= Redistricting in Ohio =

Process of drawing electoral district boundaries in state of Ohio, US

Redistricting in Ohio is the process by which boundaries are redrawn for federal congressional and state legislative districts. It has historically been highly controversial. Critics have accused legislators of attempting to protect themselves from competition by gerrymandering districts.

== History ==

=== 20th century ===
In 1967, the General Assembly sent an amendment to voters which expanded the three-member Ohio Apportionment Board to include members selected by the majority and minority parties in both houses of the legislature. Voters approved the amendment in the November election.

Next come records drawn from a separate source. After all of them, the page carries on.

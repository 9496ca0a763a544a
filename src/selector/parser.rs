//! Reading selectors from JSON and YAML text.
//!
//! Both formats use the externally tagged, camelCase form of [`Selector`]:
//!
//! ```json
//! {"exploreRecursive": {
//!     "maxDepth": 3,
//!     "sequence": {"exploreAll": {"next": "exploreRecursiveEdge"}}
//! }}
//! ```
//!
//! YAML input writes each variant as a single-key mapping, the same shape as
//! the JSON form.

use super::ast::Selector;
use super::error::SelectorParseError;

impl Selector {
    /// Parses a selector from its JSON form.
    ///
    /// # Example
    ///
    /// ```
    /// use yamlselect::selector::Selector;
    ///
    /// let selector = Selector::from_json(r#"{"exploreAll": {"next": {"matcher": {}}}}"#).unwrap();
    /// assert_eq!(selector, Selector::explore_all(Selector::matcher()));
    /// ```
    pub fn from_json(input: &str) -> Result<Self, SelectorParseError> {
        Ok(serde_json::from_str(input)?)
    }

    /// Parses a selector from YAML written with single-key mappings for variants.
    pub fn from_yaml(input: &str) -> Result<Self, SelectorParseError> {
        let deserializer = serde_yaml::Deserializer::from_str(input);
        Ok(serde_yaml::with::singleton_map_recursive::deserialize(
            deserializer,
        )?)
    }

    /// Renders the selector in its JSON form.
    pub fn to_json(&self) -> Result<String, SelectorParseError> {
        Ok(serde_json::to_string(self)?)
    }
}

#[cfg(test)]
mod tests {
    use crate::selector::{Condition, Selector};
    use crate::traversal::accessor::{NodeKind, Scalar};

    #[test]
    fn test_parse_recursive_selector() {
        let json = r#"{"exploreRecursive": {
            "maxDepth": 3,
            "sequence": {"exploreAll": {"next": "exploreRecursiveEdge"}}
        }}"#;
        let selector = Selector::from_json(json).unwrap();
        assert_eq!(
            selector,
            Selector::explore_recursive(3, Selector::explore_all(Selector::edge()))
        );
    }

    #[test]
    fn test_parse_matcher_with_condition_and_label() {
        let json = r#"{"matcher": {
            "onlyIf": {"and": [{"hasKind": "int"}, {"greaterThan": 10}]},
            "label": "big"
        }}"#;
        let selector = Selector::from_json(json).unwrap();
        match selector {
            Selector::Matcher(matcher) => {
                assert_eq!(matcher.label.as_deref(), Some("big"));
                assert_eq!(
                    matcher.only_if,
                    Some(Condition::and(vec![
                        Condition::HasKind(NodeKind::Int),
                        Condition::GreaterThan(Scalar::Int(10)),
                    ]))
                );
            }
            other => panic!("Expected matcher, got {:?}", other),
        }
    }

    #[test]
    fn test_parse_fields_union_and_range() {
        let json = r#"{"exploreFields": {"fields": {
            "items": {"exploreRange": {"start": 1, "end": 3, "next": {"matcher": {}}}},
            "meta": {"exploreUnion": [{"matcher": {}}, {"exploreIndex": {"index": 0, "next": {"matcher": {}}}}]}
        }}}"#;
        let selector = Selector::from_json(json).unwrap();
        assert_eq!(
            selector,
            Selector::explore_fields([
                ("items", Selector::explore_range(1, 3, Selector::matcher())),
                (
                    "meta",
                    Selector::union(vec![
                        Selector::matcher(),
                        Selector::explore_index(0, Selector::matcher()),
                    ])
                ),
            ])
        );
    }

    #[test]
    fn test_parse_yaml_selector() {
        let yaml = r#"
exploreConditional:
  condition: isLink
  next:
    matcher:
      label: link
"#;
        let selector = Selector::from_yaml(yaml).unwrap();
        assert_eq!(
            selector,
            Selector::conditional(Condition::IsLink, Selector::labelled("link"))
        );
    }

    #[test]
    fn test_json_round_trip_preserves_stop_condition() {
        let selector = Selector::explore_recursive_until(
            5,
            Condition::has_field("stop"),
            Selector::explore_all(Selector::edge()),
        );
        let json = selector.to_json().unwrap();
        assert_eq!(Selector::from_json(&json).unwrap(), selector);
    }

    #[test]
    fn test_parse_rejects_unknown_variant() {
        assert!(Selector::from_json(r#"{"exploreSideways": {}}"#).is_err());
    }
}
//! Error types for selector parsing.

use thiserror::Error;

/// Errors that can occur while reading a selector from text.
#[derive(Debug, Error)]
pub enum SelectorParseError {
    /// The input is not a valid JSON selector.
    #[error("Invalid JSON selector: {0}")]
    Json(#[from] serde_json::Error),

    /// The input is not a valid YAML selector.
    #[error("Invalid YAML selector: {0}")]
    Yaml(#[from] serde_yaml::Error),
}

In 1981, Issue 2, a citizen-initiated amendment which would have created a state redistricting commission was defeated, with 58% voting against.

=== 21st century ===
Similar citizen-initiated amendments to create citizen redistricting commissions were defeated in 2005 and 2012. The 2005 amendment was opposed by the Ohio Republican Party and was not endorsed by the Ohio Democratic Party, while the 2012 amendment received opposition from the Republicans and endorsement by the Democrats. The 2012 amendment was organized by a coalition including the League of Women Voters of Ohio and Common Cause Ohio, while it received opposition from the Ohio Farm Bureau Association and Ohio Chamber of Commerce. Newspapers including the Akron Beacon Journal and The Plain Dealer editorialized in opposition to the 2012 measure.

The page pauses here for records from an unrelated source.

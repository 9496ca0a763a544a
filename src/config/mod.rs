//! Configuration system for yamlselect.
//!
//! This module provides the traversal limits and policies used by the
//! evaluator, with sensible defaults and support for serialization via
//! serde. Configuration can be loaded from TOML files and merged with
//! command-line arguments.
//!
//! # Example
//!
//! ```
//! use yamlselect::config::Config;
//!
//! // Use default configuration
//! let config = Config::default();
//! assert_eq!(config.condition_budget, 64);
//! assert_eq!(config.max_nesting, 128);
//!
//! // Create custom configuration
//! let custom = Config {
//!     max_visits: Some(10_000),
//!     ..Config::default()
//! };
//! assert_eq!(custom.limits().max_visits, Some(10_000));
//! ```

use std::path::Path;

use anyhow::Context;
use serde::{Deserialize, Serialize};

use crate::traversal::evaluator::DEFAULT_MAX_NESTING;
use crate::traversal::{AccessErrorPolicy, BudgetScope, TraversalLimits};

/// Configuration for yamlselect traversals.
///
/// # Fields
///
/// * `condition_budget` - Predicate nodes a single condition may visit (default: 64)
/// * `condition_budget_scope` - "per_check" or "per_traversal" (default: "per_check")
/// * `max_visits` - Overall node visit budget, unbounded if absent (default: none)
/// * `max_steps` - Overall selector step budget, unbounded if absent (default: none)
/// * `max_nesting` - Maximum selector nesting depth (default: 128)
/// * `on_access_error` - "abort" or "skip" when a link cannot be resolved (default: "abort")
#[derive(Debug, Clone, PartialEq, Eq, Serialize, Deserialize)]
pub struct Config {
    /// Predicate nodes a single condition may visit
    #[serde(default = "default_condition_budget")]
    pub condition_budget: u64,

    /// Whether the condition budget resets per check or spans the traversal
    #[serde(default)]
    pub condition_budget_scope: BudgetScope,

    /// Overall node visit budget
    #[serde(default, skip_serializing_if = "Option::is_none")]
    pub max_visits: Option<u64>,

    /// Overall selector step budget
    #[serde(default, skip_serializing_if = "Option::is_none")]
    pub max_steps: Option<u64>,

    /// Maximum selector nesting depth
    #[serde(default = "default_max_nesting")]
    pub max_nesting: usize,

    /// What to do when a node cannot be fetched
    #[serde(default)]
    pub on_access_error: AccessErrorPolicy,
}

/// Returns the default condition budget.
fn default_condition_budget() -> u64 {
    64
}

/// Returns the default nesting limit.
fn default_max_nesting() -> usize {
    DEFAULT_MAX_NESTING
}

impl Default for Config {
    fn default() -> Self {
        Self {
            condition_budget: default_condition_budget(),
            condition_budget_scope: BudgetScope::default(),
            max_visits: None,
            max_steps: None,
            max_nesting: default_max_nesting(),
            on_access_error: AccessErrorPolicy::default(),
        }
    }
}

impl Config {
    /// Returns the path to the config file.
    ///
    /// Uses `~/.config/yamlselect/config.toml` on all platforms.
    pub fn config_path() -> Option<std::path::PathBuf> {
        dirs::home_dir().map(|mut path| {
            path.push(".config");
            path.push("yamlselect");
            path.push("config.toml");
            path
        })
    }

    /// Loads configuration from the default config file.
    ///
    /// Returns the default configuration if the file doesn't exist or can't be read.
    pub fn load() -> Self {
        let config_path = match Self::config_path() {
            Some(path) => path,
            None => return Self::default(),
        };

        if !config_path.exists() {
            return Self::default();
        }

        Self::load_from(&config_path).unwrap_or_else(|err| {
            tracing::warn!(path = %config_path.display(), error = %err, "ignoring invalid config file");
            Self::default()
        })
    }

    /// Loads configuration from a specific TOML file.
    pub fn load_from(path: &Path) -> anyhow::Result<Self> {
        let contents = std::fs::read_to_string(path)
            .with_context(|| format!("Failed to read config file {}", path.display()))?;
        toml::from_str(&contents).context("Failed to parse config file")
    }

    /// Saves configuration to the default config file.
    ///
    /// Creates the config directory if it doesn't exist.
    pub fn save(&self) -> anyhow::Result<()> {
        let config_path = Self::config_path()
            .ok_or_else(|| anyhow::anyhow!("Could not determine config directory"))?;
        self.save_to(&config_path)
    }

    /// Saves configuration to a specific path.
    pub fn save_to(&self, path: &Path) -> anyhow::Result<()> {
        // Create parent directory if it doesn't exist
        if let Some(parent) = path.parent() {
            std::fs::create_dir_all(parent)?;
        }

        let toml_string = toml::to_string_pretty(self)?;
        std::fs::write(path, toml_string)?;

        Ok(())
    }

    /// Returns the evaluator limits described by this configuration.
    pub fn limits(&self) -> TraversalLimits {
        TraversalLimits {
            condition_budget: self.condition_budget,
            condition_budget_scope: self.condition_budget_scope,
            max_visits: self.max_visits,
            max_steps: self.max_steps,
            max_nesting: self.max_nesting,
            on_access_error: self.on_access_error,
        }
    }
}
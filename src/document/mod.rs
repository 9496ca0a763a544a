//! In-memory YAML data trees.
//!
//! - `node` - the `YamlNode`/`YamlValue` tree
//! - `parser` - YAML text into nodes and stores
//! - `store` - linked blocks implementing the node accessor

pub mod node;
pub mod parser;
pub mod store;

pub use node::{YamlNode, YamlNumber, YamlValue};
pub use store::{DocNode, DocumentStore, NodeId};
//! Selector and condition types.
//!
//! A selector is an immutable tree built once per query. The evaluator reads
//! it but never rewrites it: the "decremented depth" copies of an
//! [`ExploreRecursive`] only exist as runtime frames.

use indexmap::IndexMap;
use serde::{Deserialize, Serialize};

use crate::traversal::accessor::{NodeKind, Scalar};

/// A declarative traversal and match query.
#[derive(Debug, Clone, PartialEq, Serialize, Deserialize)]
#[serde(rename_all = "camelCase")]
pub enum Selector {
    /// Report the current node as a result
    Matcher(Matcher),
    /// Descend into every child of a map or list
    ExploreAll(ExploreAll),
    /// Descend into named map fields
    ExploreFields(ExploreFields),
    /// Descend into one list element
    ExploreIndex(ExploreIndex),
    /// Descend into list elements in `[start, end)`
    ExploreRange(ExploreRange),
    /// Bounded recursive descent
    ExploreRecursive(ExploreRecursive),
    /// Loop back to the nearest enclosing `ExploreRecursive`
    ExploreRecursiveEdge,
    /// Evaluate every member against the same node
    ExploreUnion(Vec<Selector>),
    /// Continue with `next` on the same node if a condition holds
    ExploreConditional(ExploreConditional),
}

#[derive(Debug, Clone, Default, PartialEq, Serialize, Deserialize)]
#[serde(rename_all = "camelCase")]
pub struct Matcher {
    #[serde(default, skip_serializing_if = "Option::is_none")]
    pub only_if: Option<Condition>,
    #[serde(default, skip_serializing_if = "Option::is_none")]
    pub label: Option<String>,
}

#[derive(Debug, Clone, PartialEq, Serialize, Deserialize)]
pub struct ExploreAll {
    pub next: Box<Selector>,
}

#[derive(Debug, Clone, PartialEq, Serialize, Deserialize)]
pub struct ExploreFields {
    pub fields: IndexMap<String, Selector>,
}

#[derive(Debug, Clone, PartialEq, Serialize, Deserialize)]
pub struct ExploreIndex {
    pub index: u64,
    pub next: Box<Selector>,
}

#[derive(Debug, Clone, PartialEq, Serialize, Deserialize)]
pub struct ExploreRange {
    pub start: u64,
    pub end: u64,
    pub next: Box<Selector>,
}

#[derive(Debug, Clone, PartialEq, Serialize, Deserialize)]
#[serde(rename_all = "camelCase")]
pub struct ExploreRecursive {
    pub sequence: Box<Selector>,
    pub max_depth: u64,
    #[serde(default, skip_serializing_if = "Option::is_none")]
    pub stop_at: Option<Condition>,
}

#[derive(Debug, Clone, PartialEq, Serialize, Deserialize)]
pub struct ExploreConditional {
    pub condition: Condition,
    pub next: Box<Selector>,
}

/// A predicate evaluated against a single node.
///
/// New predicates are added as variants; the condition engine matches
/// exhaustively so every addition is checked at compile time.
#[derive(Debug, Clone, PartialEq, Serialize, Deserialize)]
#[serde(rename_all = "camelCase")]
pub enum Condition {
    /// Node is a map containing the key
    HasField(String),
    /// Node is a scalar equal to the value
    HasValue(Scalar),
    /// Node has the given kind
    HasKind(NodeKind),
    /// Node is a link
    IsLink,
    /// Node is a scalar ordered after the value
    GreaterThan(Scalar),
    /// Node is a scalar ordered before the value
    LessThan(Scalar),
    /// Every operand holds (short-circuits left to right)
    And(Vec<Condition>),
    /// Any operand holds (short-circuits left to right)
    Or(Vec<Condition>),
    /// The operand does not hold
    Not(Box<Condition>),
}

impl Selector {
    pub fn matcher() -> Self {
        Selector::Matcher(Matcher::default())
    }

    pub fn labelled(label: impl Into<String>) -> Self {
        Selector::Matcher(Matcher {
            only_if: None,
            label: Some(label.into()),
        })
    }

    pub fn match_if(condition: Condition) -> Self {
        Selector::Matcher(Matcher {
            only_if: Some(condition),
            label: None,
        })
    }

    pub fn explore_all(next: Selector) -> Self {
        Selector::ExploreAll(ExploreAll {
            next: Box::new(next),
        })
    }

    /// Builds an `ExploreFields` selector, keeping the given field order.
    pub fn explore_fields<K, I>(fields: I) -> Self
    where
        K: Into<String>,
        I: IntoIterator<Item = (K, Selector)>,
    {
        Selector::ExploreFields(ExploreFields {
            fields: fields
                .into_iter()
                .map(|(key, selector)| (key.into(), selector))
                .collect(),
        })
    }

    pub fn explore_index(index: u64, next: Selector) -> Self {
        Selector::ExploreIndex(ExploreIndex {
            index,
            next: Box::new(next),
        })
    }

    pub fn explore_range(start: u64, end: u64, next: Selector) -> Self {
        Selector::ExploreRange(ExploreRange {
            start,
            end,
            next: Box::new(next),
        })
    }

    pub fn explore_recursive(max_depth: u64, sequence: Selector) -> Self {
        Selector::ExploreRecursive(ExploreRecursive {
            sequence: Box::new(sequence),
            max_depth,
            stop_at: None,
        })
    }

    pub fn explore_recursive_until(max_depth: u64, stop_at: Condition, sequence: Selector) -> Self {
        Selector::ExploreRecursive(ExploreRecursive {
            sequence: Box::new(sequence),
            max_depth,
            stop_at: Some(stop_at),
        })
    }

    pub fn edge() -> Self {
        Selector::ExploreRecursiveEdge
    }

    pub fn union(members: Vec<Selector>) -> Self {
        Selector::ExploreUnion(members)
    }

    pub fn conditional(condition: Condition, next: Selector) -> Self {
        Selector::ExploreConditional(ExploreConditional {
            condition,
            next: Box::new(next),
        })
    }

    /// Returns the variant name used in selector paths and error messages.
    pub fn name(&self) -> &'static str {
        match self {
            Selector::Matcher(_) => "matcher",
            Selector::ExploreAll(_) => "exploreAll",
            Selector::ExploreFields(_) => "exploreFields",
            Selector::ExploreIndex(_) => "exploreIndex",
            Selector::ExploreRange(_) => "exploreRange",
            Selector::ExploreRecursive(_) => "exploreRecursive",
            Selector::ExploreRecursiveEdge => "exploreRecursiveEdge",
            Selector::ExploreUnion(_) => "exploreUnion",
            Selector::ExploreConditional(_) => "exploreConditional",
        }
    }
}

impl Condition {
    pub fn has_field(key: impl Into<String>) -> Self {
        Condition::HasField(key.into())
    }

    pub fn and(operands: Vec<Condition>) -> Self {
        Condition::And(operands)
    }

    pub fn or(operands: Vec<Condition>) -> Self {
        Condition::Or(operands)
    }

    #[allow(clippy::should_implement_trait)]
    pub fn not(operand: Condition) -> Self {
        Condition::Not(Box::new(operand))
    }

    /// Number of predicate nodes in this condition tree.
    pub fn size(&self) -> usize {
        match self {
            Condition::And(operands) | Condition::Or(operands) => {
                1 + operands.iter().map(Condition::size).sum::<usize>()
            }
            Condition::Not(operand) => 1 + operand.size(),
            _ => 1,
        }
    }
}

In 2015, Issue 1, which replaced the Ohio Apportionment Board with the Ohio Redistricting Commission for proposing legislative districts, was initiated by the legislature and passed with 71% voting in favor. The Redistricting Commission consists of the governor, lieutenant governor, auditor and two members each appointed by legislative leaders in both chambers. In 2018, another legislatively-initiated amendment, which extended the Redistricting Commission's powers to redraw congressional districts and mandated supermajority, bipartisan legislative support for redistricting plans, was passed with over 74% of the vote.

====Since 2020====
Ohio lost the 16th district following the 2020 United States census. After the 2020 United States redistricting cycle commenced, the Ohio Redistricting Commission passed maps for the 2022–2032 decade. However, Democrats objected to the maps, and took the maps to court. The Supreme Court of Ohio overturned the initially passed state legislative maps, arguing that they unfairly favored Republicans against the guidance of Ohio's 2015 redistricting amendment that seeks to limit partisan gerrymandering. The legislature responded by passing new plans which made few modifications to the initially passed plan. The court eventually rejected the legislature's maps seven times, with Republican legislators threatening to impeach Chief Justice Maureen O'Connor, who was the deciding vote on the maps.

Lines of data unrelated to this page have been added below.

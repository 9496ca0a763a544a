//! yamlselect - selector-driven traversal of linked YAML document trees.
//!
//! A [`selector::Selector`] describes which parts of a data tree to visit
//! and which visited nodes to report. The [`traversal::Evaluator`] walks any
//! tree exposed through [`traversal::NodeAccessor`] and produces the covered
//! set (every node visited) and the result set (every node matched).
//! [`document::DocumentStore`] is an in-memory accessor over YAML blocks.

pub mod config;
pub mod document;
pub mod file;
pub mod selector;
pub mod traversal;
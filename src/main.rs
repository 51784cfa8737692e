mod config;
mod error;
mod models;
mod services;
mod utils;

use std::io::Write;
use std::path::PathBuf;
use std::process::ExitCode;
use std::sync::Arc;
use std::time::Duration;

use clap::Parser;
use tokio::io::{AsyncBufReadExt, BufReader};
use tokio_util::sync::CancellationToken;
use tracing_subscriber::{EnvFilter, fmt};

use config::{BookConfig, DEFAULT_API_BASE, DEFAULT_MODEL, DEFAULT_TITLE};
use error::BookError;
use services::book::BookDriver;
use services::llm::GeminiClient;

/// Generate a pie-themed Python book, one chapter at a time.
#[derive(Parser, Debug)]
#[command(name = "piebook", version)]
struct Args {
    /// Book title used in every prompt
    #[arg(long, env = "BOOK_TITLE", default_value = DEFAULT_TITLE)]
    title: String,

    /// Directory that receives every generated file
    #[arg(short, long, env = "BOOK_OUTPUT_DIR", default_value = "python_pie_book")]
    output_dir: PathBuf,

    /// Seconds to wait between API calls
    #[arg(long, env = "BOOK_DELAY_SECS", default_value_t = 5)]
    delay_secs: u64,

    #[arg(long, env = "GEMINI_MODEL", default_value = DEFAULT_MODEL)]
    model: String,

    #[arg(long, env = "GEMINI_API_BASE", default_value = DEFAULT_API_BASE)]
    api_base: String,

    /// Per-request timeout in seconds
    #[arg(long, default_value_t = 300)]
    timeout_secs: u64,

    #[arg(long, env = "GEMINI_API_KEY", hide_env_values = true)]
    api_key: Option<String>,

    /// Also write COMPLETE_BOOK.epub
    #[arg(long)]
    epub: bool,

    /// Skip the confirmation prompt
    #[arg(short, long)]
    yes: bool,
}

impl Args {
    fn to_config(&self) -> BookConfig {
        BookConfig {
            title: self.title.clone(),
            output_dir: self.output_dir.clone(),
            pacing_delay: Duration::from_secs(self.delay_secs),
            model: self.model.clone(),
            api_base: self.api_base.clone(),
            request_timeout: Duration::from_secs(self.timeout_secs),
            export_epub: self.epub,
            ..Default::default()
        }
    }
}

#[tokio::main]
async fn main() -> ExitCode {
    // .env must be loaded before clap reads env fallbacks
    dotenvy::dotenv().ok();

    fmt()
        .with_env_filter(
            EnvFilter::try_from_default_env().unwrap_or_else(|_| EnvFilter::new("info")),
        )
        .init();

    let args = Args::parse();

    match run(args).await {
        Ok(code) => code,
        Err(e) => {
            tracing::error!("{:#}", e);
            ExitCode::FAILURE
        }
    }
}

async fn run(args: Args) -> anyhow::Result<ExitCode> {
    println!("Python Pie Book Generator");
    println!("{}", "=".repeat(40));

    let config = args.to_config();

    let api_key = match resolve_api_key(args.api_key.clone()).await {
        Ok(key) => key,
        Err(e) => {
            eprintln!("{}", e);
            return Ok(ExitCode::FAILURE);
        }
    };
    let client = GeminiClient::new(api_key, &config)?;

    println!("\nAbout to generate: {}", config.title);
    println!("Estimated time: {}", config.estimated_runtime);
    println!("Files will be saved to: {}/", config.output_dir.display());

    if !args.yes {
        let answer = prompt_line("\nProceed with book generation? (yes/no): ").await?;
        if !is_affirmative(&answer) {
            println!("Book generation cancelled.");
            return Ok(ExitCode::SUCCESS);
        }
    }

    let cancel = CancellationToken::new();
    let on_interrupt = cancel.clone();
    tokio::spawn(async move {
        if tokio::signal::ctrl_c().await.is_ok() {
            tracing::warn!("Interrupt received, stopping after the current step");
            on_interrupt.cancel();
        }
    });

    let output_dir = config.output_dir.clone();
    let driver = BookDriver::new(config, Arc::new(client), cancel);

    let outcome = tokio::spawn(async move { driver.run_full_generation().await })
        .await
        .unwrap_or_else(|e| Err(BookError::Unexpected(e.to_string())));

    match outcome {
        Ok(report) => {
            println!("{}", report.format_summary());
            println!("SUCCESS! Your Python pie book has been generated!");
            Ok(ExitCode::SUCCESS)
        }
        Err(BookError::Cancelled) => {
            println!("\nBook generation interrupted by user.");
            println!("Partial progress saved in {}/", output_dir.display());
            Ok(ExitCode::from(130))
        }
        Err(e) => {
            println!("Any generated content saved in {}/", output_dir.display());
            Err(e.into())
        }
    }
}

/// Key from the environment, or typed in by the user.
async fn resolve_api_key(from_env: Option<String>) -> Result<String, BookError> {
    if let Some(key) = from_env.filter(|k| !k.trim().is_empty()) {
        println!("Gemini API key loaded from environment");
        return Ok(key.trim().to_string());
    }

    eprintln!("{}", BookError::CredentialMissing);
    let key = prompt_line("Enter your Gemini API key manually: ").await?;
    if key.is_empty() {
        return Err(BookError::CredentialMissing);
    }
    println!("API key accepted");
    Ok(key)
}

async fn prompt_line(message: &str) -> std::io::Result<String> {
    print!("{}", message);
    std::io::stdout().flush()?;

    let mut line = String::new();
    BufReader::new(tokio::io::stdin()).read_line(&mut line).await?;
    Ok(line.trim().to_string())
}

fn is_affirmative(answer: &str) -> bool {
    matches!(answer.trim().to_lowercase().as_str(), "y" | "yes")
}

Following the age-limit retirement of O'Connor, a new Republican-majority Supreme Court ruled in favor of the legislature's maps. O'Connor joined the campaign of Citizens Not Politicians Ohio, which sought to place an amendment on the 2024 ballot to replace the Ohio Redistricting Commission with an independent citizens' redistricting commission. On July 23, the Ohio Secretary of State’s Office certified enough signatures for the Citizens Not Politicians ballot initiative to appear in the November election. The text of the initiative was sent to the Ohio Ballot Board, its language was disputed by state Attorney General and slightly revised, and it was slated to appear on ballots as Ohio Issue 1, which was eventually defeated.

== Current process ==

As of 2023, Ohio employs a hybrid commission as a back-up redistricting authority in the case of the state legislature failing to achieve a certain qualified majority for approval of a map. The commission is composed of elected political officials as well as appointments made by the leaders of the state legislative chambers (namely: the speaker of the house, the leader of the largest party in the house to which the speaker of the house does not belong, the president of the senate, and the leader of the largest party in the senate to which the speaker of the senate does not belong), although those appointments also were politicians in the 2020 cycle. If the redistricting commission fails to achieve a certain qualified majority for approval of a congressional redistricting plan when it has been charged to do so, the authority to pass such a plan transfers back to the state legislature, which may then pass a plan either for the full decade via a certain qualified majority, or for only four years via normal legislative procedure otherwise.